Work instruction: Please state how many lines in the records below contain the word "pages", giving only the number.

[[ Given data open ]]

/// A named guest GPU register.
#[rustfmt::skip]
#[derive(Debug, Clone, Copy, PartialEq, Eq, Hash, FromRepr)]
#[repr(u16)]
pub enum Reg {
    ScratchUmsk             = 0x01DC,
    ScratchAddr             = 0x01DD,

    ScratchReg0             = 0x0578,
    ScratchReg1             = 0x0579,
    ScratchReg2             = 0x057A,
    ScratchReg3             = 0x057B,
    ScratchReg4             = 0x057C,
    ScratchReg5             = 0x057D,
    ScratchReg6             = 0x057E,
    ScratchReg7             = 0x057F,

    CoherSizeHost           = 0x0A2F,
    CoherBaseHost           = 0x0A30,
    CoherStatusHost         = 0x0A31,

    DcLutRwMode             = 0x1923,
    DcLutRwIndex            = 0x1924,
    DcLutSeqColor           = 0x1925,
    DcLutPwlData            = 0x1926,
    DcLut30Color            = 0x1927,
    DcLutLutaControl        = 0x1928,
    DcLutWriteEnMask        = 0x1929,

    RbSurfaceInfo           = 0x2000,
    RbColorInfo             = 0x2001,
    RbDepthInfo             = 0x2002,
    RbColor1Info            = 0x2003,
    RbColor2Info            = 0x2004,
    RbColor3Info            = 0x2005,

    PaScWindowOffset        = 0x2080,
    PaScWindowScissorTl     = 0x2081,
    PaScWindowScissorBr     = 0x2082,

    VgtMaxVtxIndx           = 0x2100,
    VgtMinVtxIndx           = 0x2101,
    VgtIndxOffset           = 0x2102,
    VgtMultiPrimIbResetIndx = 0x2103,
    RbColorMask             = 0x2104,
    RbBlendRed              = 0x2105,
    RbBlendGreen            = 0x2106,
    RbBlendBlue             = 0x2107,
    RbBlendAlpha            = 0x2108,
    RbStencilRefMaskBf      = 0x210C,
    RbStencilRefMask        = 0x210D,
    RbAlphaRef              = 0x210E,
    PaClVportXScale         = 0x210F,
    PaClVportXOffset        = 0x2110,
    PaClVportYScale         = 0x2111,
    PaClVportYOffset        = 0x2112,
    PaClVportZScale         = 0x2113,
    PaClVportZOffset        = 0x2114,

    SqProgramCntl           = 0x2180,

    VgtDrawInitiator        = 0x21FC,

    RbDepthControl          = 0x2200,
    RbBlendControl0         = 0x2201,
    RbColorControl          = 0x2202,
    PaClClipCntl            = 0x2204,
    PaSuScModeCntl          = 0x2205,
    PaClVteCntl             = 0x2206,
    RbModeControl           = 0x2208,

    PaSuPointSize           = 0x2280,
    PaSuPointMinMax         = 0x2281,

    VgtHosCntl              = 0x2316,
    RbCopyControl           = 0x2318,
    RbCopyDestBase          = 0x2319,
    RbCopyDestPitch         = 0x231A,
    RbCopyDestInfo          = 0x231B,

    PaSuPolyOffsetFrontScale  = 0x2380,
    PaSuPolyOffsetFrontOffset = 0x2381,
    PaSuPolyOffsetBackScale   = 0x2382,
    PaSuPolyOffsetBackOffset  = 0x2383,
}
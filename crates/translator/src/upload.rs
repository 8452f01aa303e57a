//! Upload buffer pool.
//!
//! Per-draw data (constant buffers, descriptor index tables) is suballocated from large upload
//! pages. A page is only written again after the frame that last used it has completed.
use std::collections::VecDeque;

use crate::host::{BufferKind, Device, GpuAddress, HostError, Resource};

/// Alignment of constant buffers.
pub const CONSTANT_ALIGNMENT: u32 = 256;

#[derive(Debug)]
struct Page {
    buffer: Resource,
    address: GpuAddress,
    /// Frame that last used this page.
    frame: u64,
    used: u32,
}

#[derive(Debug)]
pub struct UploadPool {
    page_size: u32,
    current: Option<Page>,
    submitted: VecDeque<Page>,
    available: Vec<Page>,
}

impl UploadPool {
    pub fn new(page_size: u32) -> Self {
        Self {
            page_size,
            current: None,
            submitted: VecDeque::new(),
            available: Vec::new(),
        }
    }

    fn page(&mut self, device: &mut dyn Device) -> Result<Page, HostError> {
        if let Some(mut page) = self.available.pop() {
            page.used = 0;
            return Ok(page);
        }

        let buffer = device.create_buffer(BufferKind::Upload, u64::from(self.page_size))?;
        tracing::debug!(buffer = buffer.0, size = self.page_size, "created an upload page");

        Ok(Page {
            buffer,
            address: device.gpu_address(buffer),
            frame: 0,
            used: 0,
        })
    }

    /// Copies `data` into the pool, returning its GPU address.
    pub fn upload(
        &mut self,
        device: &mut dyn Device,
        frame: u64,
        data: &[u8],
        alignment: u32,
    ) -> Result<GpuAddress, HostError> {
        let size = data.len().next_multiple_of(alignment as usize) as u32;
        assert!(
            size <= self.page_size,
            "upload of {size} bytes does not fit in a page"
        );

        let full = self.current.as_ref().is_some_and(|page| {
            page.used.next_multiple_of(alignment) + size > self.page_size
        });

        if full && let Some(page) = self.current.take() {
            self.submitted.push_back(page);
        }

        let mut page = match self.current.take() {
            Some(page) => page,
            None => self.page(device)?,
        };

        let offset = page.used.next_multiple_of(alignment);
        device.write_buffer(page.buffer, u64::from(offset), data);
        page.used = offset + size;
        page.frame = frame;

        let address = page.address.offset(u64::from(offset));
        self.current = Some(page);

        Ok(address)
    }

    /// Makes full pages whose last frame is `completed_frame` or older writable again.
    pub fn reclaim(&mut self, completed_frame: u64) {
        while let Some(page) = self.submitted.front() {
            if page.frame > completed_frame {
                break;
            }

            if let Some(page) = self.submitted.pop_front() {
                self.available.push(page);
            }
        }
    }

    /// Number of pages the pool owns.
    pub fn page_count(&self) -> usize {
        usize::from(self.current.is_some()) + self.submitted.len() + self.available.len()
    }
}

[[ Given data closed ]]

Solution to this exercise: 3